TASK INPUTS section start

//! [`Error`]-related definitions.

use std::{fmt, num::TryFromIntError};

use axum::{
    response::{IntoResponse, Response},
    Json,
};
use axum_extra::typed_header::TypedHeaderRejection;
use derive_more::Error as StdError;
use itertools::Itertools as _;
use juniper::IntoFieldError;
use serde::Serialize;
use service::infra::{billing, database};
use tracerr::{Trace, Traced};

/// Defines a new error type.
#[expect(clippy::module_name_repetitions, reason = "more readable")]
#[macro_export]
macro_rules! define_error {
    (
        enum $name:ident {
            $(
                #[code = $code:literal]
                #[status = $status_code:ident]
                #[message = $message:literal]
                $variant:ident
            ),* $(,)?
        }
    ) => {
        /// Error type.
        #[derive(
            Clone,
            Copy,
            Debug,
            ::derive_more::Display,
            ::derive_more::Error
        )]
        #[repr(u16)]
        pub enum $name {
            $(
                #[display($message)]
                #[doc = $message]
                $variant,
            )*
        }

        impl From<$name> for $crate::Error {
            fn from(err: $name) -> Self {
                match err {
                    $(
                        $name::$variant => Self {
                            code: $code,
                            status_code: ::http::StatusCode::$status_code,
                            message: $message.to_string(),
                            backtrace: None,
                        },
                    )*
                }
            }
        }
    };
}

/// GraphQL API [`Error`].
#[derive(Clone, Debug, StdError)]
pub struct Error {
    /// [`Error`] code.
    pub code: Code,

    /// [`http::StatusCode`] of this [`Error`].
    pub status_code: http::StatusCode,

    /// Backtrace of this [`Error`].
    #[error(not(backtrace))]
    pub backtrace: Option<Trace>,

    /// [`Error`] message.
    pub message: String,
}

impl Error {
    /// Create a new [`Error`] representing an internal server error.
    #[must_use]
    pub fn internal(msg: &impl ToString) -> Self {
        Self {
            code: "INTERNAL_SERVER_ERROR",
            status_code: http::StatusCode::INTERNAL_SERVER_ERROR,
            message: msg.to_string(),
            backtrace: None,
        }
    }
}

impl fmt::Display for Error {
    fn fmt(&self, f: &mut fmt::Formatter<'_>) -> fmt::Result {
        let Self {
            code,
            status_code: _,
            backtrace,
            message,
        } = self;

        write!(
            f,
            "[{code}]: {message}{}",
            backtrace
                .iter()
                .format_with("\n", |trace, f| f(&format_args!("{trace}"))),
        )
    }
}

impl<S> IntoFieldError<S> for Error
where
    S: From<String>,
{
    fn into_field_error(self) -> juniper::FieldError<S> {
        let mut ext = juniper::Object::with_capacity(1);
        drop(
            ext.add_field("code", juniper::Value::scalar(self.code.to_owned())),
        );
        drop(
            ext.add_field(
                "backtrace",
                juniper::Value::list(
                    self.backtrace
                        .iter()
                        .flat_map(|trace| trace.iter())
                        .map(|frame| juniper::Value::scalar(frame.to_string()))
                        .collect(),
                ),
            ),
        );
        juniper::FieldError::new(self.message, juniper::Value::object(ext))
    }
}

impl IntoResponse for Error {
    fn into_response(self) -> Response {
        /// Body of a plain HTTP error response.
        #[derive(Serialize)]
        struct Body<'e> {
            code: Code,
            message: &'e str,
        }

        let body = Json(Body {
            code: self.code,
            message: &self.message,
        })
        .into_response();
        (self.status_code, body).into_response()
    }
}

/// [`Error`] code.
pub type Code = &'static str;

/// Helper trait for converting types into [`Error`]s.
pub trait AsError {
    /// Tries to convert the type into an [`Error`].
    ///
    /// [`None`] is returned if the type cannot be converted into an [`Error`].
    fn try_as_error(&self) -> Option<Error>;

    /// Converts the type into an [`Error`].
    fn as_error(&self) -> Error
    where
        Self: fmt::Display,
    {
        self.try_as_error()
            .unwrap_or_else(|| Error::internal(&self))
    }

    /// Converts the type into an [`Error`] by consuming it.
    fn into_error(self) -> Error
    where
        Self: fmt::Display + Sized,
    {
        self.as_error()
    }
}

impl<E: AsError> AsError for Traced<E> {
    fn try_as_error(&self) -> Option<Error> {
        let mut error = self.as_ref().try_as_error()?;
        error.backtrace = Some(self.trace().clone());
        Some(error)
    }
}

impl AsError for TypedHeaderRejection {
    fn try_as_error(&self) -> Option<Error> {
        Some(Error {
            code: "BAD_REQUEST",
            status_code: http::StatusCode::BAD_REQUEST,
            message: self.to_string(),
            backtrace: None,
        })
    }
}

impl AsError for database::Error {
    fn try_as_error(&self) -> Option<Error> {
        None
    }
}

impl AsError for TryFromIntError {
    fn try_as_error(&self) -> Option<Error> {
        None
    }
}

impl AsError for billing::Error {
    fn try_as_error(&self) -> Option<Error> {
        Some(Error {
            code: "BILLING_UNAVAILABLE",
            status_code: http::StatusCode::BAD_GATEWAY,
            message: self.to_string(),
            backtrace: None,
        })
    }
}

#[cfg(test)]
mod spec {
    use service::{command::apply_billing_event, infra::billing};

    use crate::api;

    use super::{AsError as _, Error};

    #[test]
    fn defined_errors_carry_status() {
        let err = Error::from(api::PrivilegeError::Landlord);

        assert_eq!(err.code, "NOT_LANDLORD");
        assert_eq!(err.status_code, http::StatusCode::FORBIDDEN);
        assert!(err.backtrace.is_none());
    }

    #[test]
    fn billing_failures_are_bad_gateway() {
        let err =
            billing::Error::MalformedResponse("missing `id` field").as_error();

        assert_eq!(err.code, "BILLING_UNAVAILABLE");
        assert_eq!(err.status_code, http::StatusCode::BAD_GATEWAY);
    }

    #[test]
    fn unverified_webhooks_are_unauthorized() {
        let err = apply_billing_event::ExecutionError::Unverified.as_error();

        assert_eq!(err.code, "WEBHOOK_UNVERIFIED");
        assert_eq!(err.status_code, http::StatusCode::UNAUTHORIZED);
    }

    #[test]
    fn unknown_errors_are_internal() {
        let err = "boom".parse::<u8>().map_err(|e| Error::internal(&e));

        let err = err.unwrap_err();
        assert_eq!(err.code, "INTERNAL_SERVER_ERROR");
        assert_eq!(err.status_code, http::StatusCode::INTERNAL_SERVER_ERROR);
    }
}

TASK INPUTS section end

▶ WHAT IS NEEDED: Every entry must appear in the answer exactly as written.

▶ SOLUTION BELOW:
//! [`Error`]-related definitions.

use std::{fmt, num::TryFromIntError};

use axum::{
    response::{IntoResponse, Response},
    Json,
};
use axum_extra::typed_header::TypedHeaderRejection;
use derive_more::Error as StdError;
use itertools::Itertools as _;
use juniper::IntoFieldError;
use serde::Serialize;
use service::infra::{billing, database};
use tracerr::{Trace, Traced};

/// Defines a new error type.
#[expect(clippy::module_name_repetitions, reason = "more readable")]
#[macro_export]
macro_rules! define_error {
    (
        enum $name:ident {
            $(
                #[code = $code:literal]
                #[status = $status_code:ident]
                #[message = $message:literal]
                $variant:ident
            ),* $(,)?
        }
    ) => {
        /// Error type.
        #[derive(
            Clone,
            Copy,
            Debug,
            ::derive_more::Display,
            ::derive_more::Error
        )]
        #[repr(u16)]
        pub enum $name {
            $(
                #[display($message)]
                #[doc = $message]
                $variant,
            )*
        }

        impl From<$name> for $crate::Error {
            fn from(err: $name) -> Self {
                match err {
                    $(
                        $name::$variant => Self {
                            code: $code,
                            status_code: ::http::StatusCode::$status_code,
                            message: $message.to_string(),
                            backtrace: None,
                        },
                    )*
                }
            }
        }
    };
}

/// GraphQL API [`Error`].
#[derive(Clone, Debug, StdError)]
pub struct Error {
    /// [`Error`] code.
    pub code: Code,

    /// [`http::StatusCode`] of this [`Error`].
    pub status_code: http::StatusCode,

    /// Backtrace of this [`Error`].
    #[error(not(backtrace))]
    pub backtrace: Option<Trace>,

    /// [`Error`] message.
    pub message: String,
}

impl Error {
    /// Create a new [`Error`] representing an internal server error.
    #[must_use]
    pub fn internal(msg: &impl ToString) -> Self {
        Self {
            code: "INTERNAL_SERVER_ERROR",
            status_code: http::StatusCode::INTERNAL_SERVER_ERROR,
            message: msg.to_string(),
            backtrace: None,
        }
    }
}

impl fmt::Display for Error {
    fn fmt(&self, f: &mut fmt::Formatter<'_>) -> fmt::Result {
        let Self {
            code,
            status_code: _,
            backtrace,
            message,
        } = self;

        write!(
            f,
            "[{code}]: {message}{}",
            backtrace
                .iter()
                .format_with("\n", |trace, f| f(&format_args!("{trace}"))),
        )
    }
}

impl<S> IntoFieldError<S> for Error
where
    S: From<String>,
{
    fn into_field_error(self) -> juniper::FieldError<S> {
        let mut ext = juniper::Object::with_capacity(1);
        drop(
            ext.add_field("code", juniper::Value::scalar(self.code.to_owned())),
        );
        drop(
            ext.add_field(
                "backtrace",
                juniper::Value::list(
                    self.backtrace
                        .iter()
                        .flat_map(|trace| trace.iter())
                        .map(|frame| juniper::Value::scalar(frame.to_string()))
                        .collect(),
                ),
            ),
        );
        juniper::FieldError::new(self.message, juniper::Value::object(ext))
    }
}

impl IntoResponse for Error {
    fn into_response(self) -> Response {
        /// Body of a plain HTTP error response.
        #[derive(Serialize)]
        struct Body<'e> {
            code: Code,
            message: &'e str,
        }

        let body = Json(Body {
            code: self.code,
            message: &self.message,
        })
        .into_response();
        (self.status_code, body).into_response()
    }
}

/// [`Error`] code.
pub type Code = &'static str;

/// Helper trait for converting types into [`Error`]s.
pub trait AsError {
    /// Tries to convert the type into an [`Error`].
    ///
    /// [`None`] is returned if the type cannot be converted into an [`Error`].
    fn try_as_error(&self) -> Option<Error>;

    /// Converts the type into an [`Error`].
    fn as_error(&self) -> Error
    where
        Self: fmt::Display,
    {
        self.try_as_error()
            .unwrap_or_else(|| Error::internal(&self))
    }

    /// Converts the type into an [`Error`] by consuming it.
    fn into_error(self) -> Error
    where
        Self: fmt::Display + Sized,
    {
        self.as_error()
    }
}

impl<E: AsError> AsError for Traced<E> {
    fn try_as_error(&self) -> Option<Error> {
        let mut error = self.as_ref().try_as_error()?;
        error.backtrace = Some(self.trace().clone());
        Some(error)
    }
}

impl AsError for TypedHeaderRejection {
    fn try_as_error(&self) -> Option<Error> {
        Some(Error {
            code: "BAD_REQUEST",
            status_code: http::StatusCode::BAD_REQUEST,
            message: self.to_string(),
            backtrace: None,
        })
    }
}

impl AsError for database::Error {
    fn try_as_error(&self) -> Option<Error> {
        None
    }
}

impl AsError for TryFromIntError {
    fn try_as_error(&self) -> Option<Error> {
        None
    }
}

impl AsError for billing::Error {
    fn try_as_error(&self) -> Option<Error> {
        Some(Error {
            code: "BILLING_UNAVAILABLE",
            status_code: http::StatusCode::BAD_GATEWAY,
            message: self.to_string(),
            backtrace: None,
        })
    }
}

#[cfg(test)]
mod spec {
    use service::{command::apply_billing_event, infra::billing};

    use crate::api;

    use super::{AsError as _, Error};

    #[test]
    fn defined_errors_carry_status() {
        let err = Error::from(api::PrivilegeError::Landlord);

        assert_eq!(err.code, "NOT_LANDLORD");
        assert_eq!(err.status_code, http::StatusCode::FORBIDDEN);
        assert!(err.backtrace.is_none());
    }

    #[test]
    fn billing_failures_are_bad_gateway() {
        let err =
            billing::Error::MalformedResponse("missing `id` field").as_error();

        assert_eq!(err.code, "BILLING_UNAVAILABLE");
        assert_eq!(err.status_code, http::StatusCode::BAD_GATEWAY);
    }

    #[test]
    fn unverified_webhooks_are_unauthorized() {
        let err = apply_billing_event::ExecutionError::Unverified.as_error();

        assert_eq!(err.code, "WEBHOOK_UNVERIFIED");
        assert_eq!(err.status_code, http::StatusCode::UNAUTHORIZED);
    }

    #[test]
    fn unknown_errors_are_internal() {
        let err = "boom".parse::<u8>().map_err(|e| Error::internal(&e));

        let err = err.unwrap_err();
        assert_eq!(err.code, "INTERNAL_SERVER_ERROR");
        assert_eq!(err.status_code, http::StatusCode::INTERNAL_SERVER_ERROR);
    }
}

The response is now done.